"Boy howdy, I sure do love existing within this Disney crossover hellhole we call life," Sora declared as he pranced around Traverse Town like a little dork. His Keyblade swung from side-to-side, scraping against the ground with a sickening series of clinks. It drove the whole town insane, it did, but the folk did little to stop him, lest they were to find themselves impaled through the chest as a result of Sora's autistic rage.

"Donald, Goofy!" Sora shouted. "Let's go save the wororororold!" Sora ordered mightily, pointing his key-shaped weapon at stars yet unknown. What kind of man uses a key as a weapon, anyway? Haha, what a dork.

"Oh, gawsh," Goofy moaned dejectedly. "Not another one of his 'adventures', again. Please, God. Kill me now."

"Cheer up, Goofy," Donald whispered to his canine compatriot. "I have a plan to get rid of this little autist once and for all!"

From the shadows of a dark alleyway emerged one of the most powerful, godliest characters in the Disney cinematic universe: the Dole Dippers Penguin. He walked confidently and obediently towards the trio, carrying a platter of delicious Dole Dipper morsels. Despite his choice of gait, however the Dole Dipper Penguin was no lowly servant. Indeed, even Jafar, Clayton, and Ursula feared him beyond any rational comprehension.

But there was one that did not fear him, and that was Sora. His brain was simply too tiny to know fear. What an idiot sandwich.

"Your Dole Dippers, madam," the Penguin offered in his typical posh tone.

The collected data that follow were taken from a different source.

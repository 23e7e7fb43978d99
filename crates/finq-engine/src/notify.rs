//! Fire-and-forget price alerts

use crate::enrichment::{DataKind, DataPoint, EnrichmentResult};
use async_trait::async_trait;
use chrono::{DateTime, Utc};
use serde::Serialize;
use std::sync::Arc;
use tracing::{info, warn};

/// A quote that moved past the alert threshold
#[derive(Debug, Clone, PartialEq, Serialize)]
pub struct Alert {
    /// Ticker symbol
    pub symbol: String,
    /// Last price
    pub price: f64,
    /// Daily move in percent
    pub change_percent: f64,
    /// Threshold that was crossed
    pub threshold: f64,
    /// Provider that supplied the quote
    pub provider: String,
    /// When the alert was raised
    pub raised_at: DateTime<Utc>,
}

impl Alert {
    /// Human-readable one-liner
    pub fn message(&self) -> String {
        let direction = if self.change_percent >= 0.0 { "up" } else { "down" };
        format!(
            "{} is {direction} {:.2}% at ${:.2}",
            self.symbol,
            self.change_percent.abs(),
            self.price
        )
    }
}

/// Outcome of one delivery
pub type SinkResult = Result<(), Box<dyn std::error::Error + Send + Sync>>;

/// Destination for alerts
///
/// Delivery is best effort: the engine never waits on a sink and ignores
/// its errors beyond logging them.
#[async_trait]
pub trait NotificationSink: Send + Sync {
    /// Deliver one alert
    async fn notify(&self, alert: &Alert) -> SinkResult;
}

/// Sink that writes alerts to the log
#[derive(Debug, Default, Clone, Copy)]
pub struct LogSink;

#[async_trait]
impl NotificationSink for LogSink {
    async fn notify(&self, alert: &Alert) -> SinkResult {
        info!(
            symbol = %alert.symbol,
            change_percent = alert.change_percent,
            threshold = alert.threshold,
            "{}",
            alert.message()
        );
        Ok(())
    }
}

/// Alerts for every fetched quote whose move reaches `threshold` percent
pub fn alerts_for(facts: &EnrichmentResult, threshold: f64) -> Vec<Alert> {
    facts
        .facts_of(DataKind::Quote)
        .filter_map(|(_, fact)| match &fact.value {
            DataPoint::Quote(q) => q
                .change_percent
                .filter(|pct| pct.abs() >= threshold)
                .map(|change_percent| Alert {
                    symbol: q.symbol.clone(),
                    price: q.price,
                    change_percent,
                    threshold,
                    provider: fact.provider.clone(),
                    raised_at: Utc::now(),
                }),
            _ => None,
        })
        .collect()
}

/// Hand alerts to the sink on a detached task
pub fn dispatch(sink: &Arc<dyn NotificationSink>, alerts: Vec<Alert>) {
    if alerts.is_empty() {
        return;
    }
    let sink = Arc::clone(sink);
    tokio::spawn(async move {
        for alert in alerts {
            if let Err(e) = sink.notify(&alert).await {
                warn!(symbol = %alert.symbol, error = %e, "Alert delivery failed");
            }
        }
    });
}
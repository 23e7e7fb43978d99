//! Message types for chat completions

use serde::{Deserialize, Serialize};

/// Message role in a conversation
#[derive(Debug, Clone, Copy, PartialEq, Eq, Serialize, Deserialize)]
#[serde(rename_all = "lowercase")]
pub enum Role {
    /// User message
    User,
    /// Assistant message
    Assistant,
}

/// Content block in a message
#[derive(Debug, Clone, PartialEq, Serialize, Deserialize)]
#[serde(tag = "type", rename_all = "snake_case")]
pub enum ContentBlock {
    /// Plain text content
    Text {
        /// Text content
        text: String,
    },

    /// Tool use request from the assistant
    ToolUse {
        /// Unique ID for this tool use
        id: String,
        /// Tool name
        name: String,
        /// Tool input (JSON)
        input: serde_json::Value,
    },

    /// Tool result sent back by the caller
    ToolResult {
        /// ID of the tool use this responds to
        tool_use_id: String,
        /// Result content
        content: String,
        /// Whether this is an error result
        #[serde(skip_serializing_if = "Option::is_none")]
        is_error: Option<bool>,
    },
}

/// Message content: plain text or structured blocks
#[derive(Debug, Clone, PartialEq, Serialize, Deserialize)]
#[serde(untagged)]
pub enum MessageContent {
    /// Simple text content
    Text(String),
    /// Structured content blocks
    Blocks(Vec<ContentBlock>),
}

/// A message in the conversation
#[derive(Debug, Clone, PartialEq, Serialize, Deserialize)]
pub struct Message {
    /// Message role
    pub role: Role,

    /// Message content
    #[serde(skip_serializing_if = "Option::is_none")]
    pub content: Option<MessageContent>,
}

impl Message {
    /// Create a user message with text
    pub fn user(text: impl Into<String>) -> Self {
        Self {
            role: Role::User,
            content: Some(MessageContent::Text(text.into())),
        }
    }

    /// Create an assistant message with text
    pub fn assistant(text: impl Into<String>) -> Self {
        Self {
            role: Role::Assistant,
            content: Some(MessageContent::Text(text.into())),
        }
    }

    /// Create a user message carrying a tool result
    pub fn tool_result(tool_use_id: impl Into<String>, result: impl Into<String>, is_error: bool) -> Self {
        Self {
            role: Role::User,
            content: Some(MessageContent::Blocks(vec![ContentBlock::ToolResult {
                tool_use_id: tool_use_id.into(),
                content: result.into(),
                is_error: is_error.then_some(true),
            }])),
        }
    }

    /// First text block of the message
    pub fn text(&self) -> Option<&str> {
        match &self.content {
            Some(MessageContent::Text(s)) => Some(s),
            Some(MessageContent::Blocks(blocks)) => blocks.iter().find_map(|b| match b {
                ContentBlock::Text { text } => Some(text.as_str()),
                _ => None,
            }),
            None => None,
        }
    }

    /// All text blocks joined with newlines
    pub fn joined_text(&self) -> String {
        match &self.content {
            Some(MessageContent::Text(s)) => s.clone(),
            Some(MessageContent::Blocks(blocks)) => blocks
                .iter()
                .filter_map(|b| match b {
                    ContentBlock::Text { text } => Some(text.as_str()),
                    _ => None,
                })
                .collect::<Vec<_>>()
                .join("\n"),
            None => String::new(),
        }
    }

    /// Tool use blocks of an assistant message
    pub fn tool_uses(&self) -> Vec<&ContentBlock> {
        match &self.content {
            Some(MessageContent::Blocks(blocks)) => blocks
                .iter()
                .filter(|b| matches!(b, ContentBlock::ToolUse { .. }))
                .collect(),
            _ => vec![],
        }
    }
}

#[cfg(test)]
mod tests {
    use super::*;

    #[test]
    fn test_user_message() {
        let msg = Message::user("Hello");
        assert_eq!(msg.role, Role::User);
        assert_eq!(msg.text(), Some("Hello"));
    }

    #[test]
    fn test_tool_result_flags_errors() {
        let ok = Message::tool_result("call_1", "{}", false);
        let err = Message::tool_result("call_2", "unknown tool", true);

        match (&ok.content, &err.content) {
            (Some(MessageContent::Blocks(a)), Some(MessageContent::Blocks(b))) => {
                assert!(matches!(a[0], ContentBlock::ToolResult { is_error: None, .. }));
                assert!(matches!(
                    b[0],
                    ContentBlock::ToolResult {
                        is_error: Some(true),
                        ..
                    }
                ));
            }
            _ => panic!("Expected block content"),
        }
        assert!(ok.tool_uses().is_empty());
    }

    #[test]
    fn test_joined_text() {
        let msg = Message {
            role: Role::Assistant,
            content: Some(MessageContent::Blocks(vec![
                ContentBlock::Text {
                    text: "first".to_string(),
                },
                ContentBlock::ToolUse {
                    id: "x".to_string(),
                    name: "price_lookup".to_string(),
                    input: serde_json::json!({}),
                },
                ContentBlock::Text {
                    text: "second".to_string(),
                },
            ])),
        };
        assert_eq!(msg.joined_text(), "first\nsecond");
        assert_eq!(msg.tool_uses().len(), 1);
    }
}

"Thanks!" Sora exclaimed gleefully as he popped a piece into his mouth, ignoring the very fact that he had been misgendered As he chewed, his grin only grew. "Mmmm, this is delicious. What are these made out of?"

"The usual, madam: chocolate, sugar, and"- the Penguin adopted a sinister glare-"crushed up cyanide pills."

Sora swallowed. "What's cyanide-"

Instantly, Sora's eyes widened. Doubling over, Sora coughed. His eyes widened. As his face began to change into an array of sickening colors, he reached out desperately to the people he called his friends. They did nothing but watch. There was fear in his eyes, but also something else that could not be so easily identified. Was it hurt? Was it desperation? Was it the wrath of a dying man at the end of his wits? Maybe it was mere agony, but none could say for certain.

Eventually, bits of foam dripped from Sora's gaping mouth. He fell to the ground, reached out one last time, then went limp.

They waited in silence, waiting and waiting and waiting some more to make sure Sora was gone for good. If he deserved one thing, any tiny ounce of pity, it was for him to be truly departed before they celebrated.

At last, Donald sighed. "Thank you, Dole Dipper Penguin. You have freed us from our immortal curse."

The Dole Dipper Penguin smiled. "The check cleared this morning, Dear Donald. It was a pleasure doing business with you."

"The same to you," Donald remarked with no large amount of emotion.

With that, the Dole Dipper Penguin turned around and waddled back into the alleyway, the darkness swallowing him once more.

Donald eyed the corpse one more time, then turned to Goofy. There was joy on his face, real joy. At last, their suffering was over.

"C'mon, old friend," Donald remarked with a soft smile. "Let's go home."

"Sounds good to me!" Goofy cheered, and they turned their backs on Sora and this wretched franchise forever.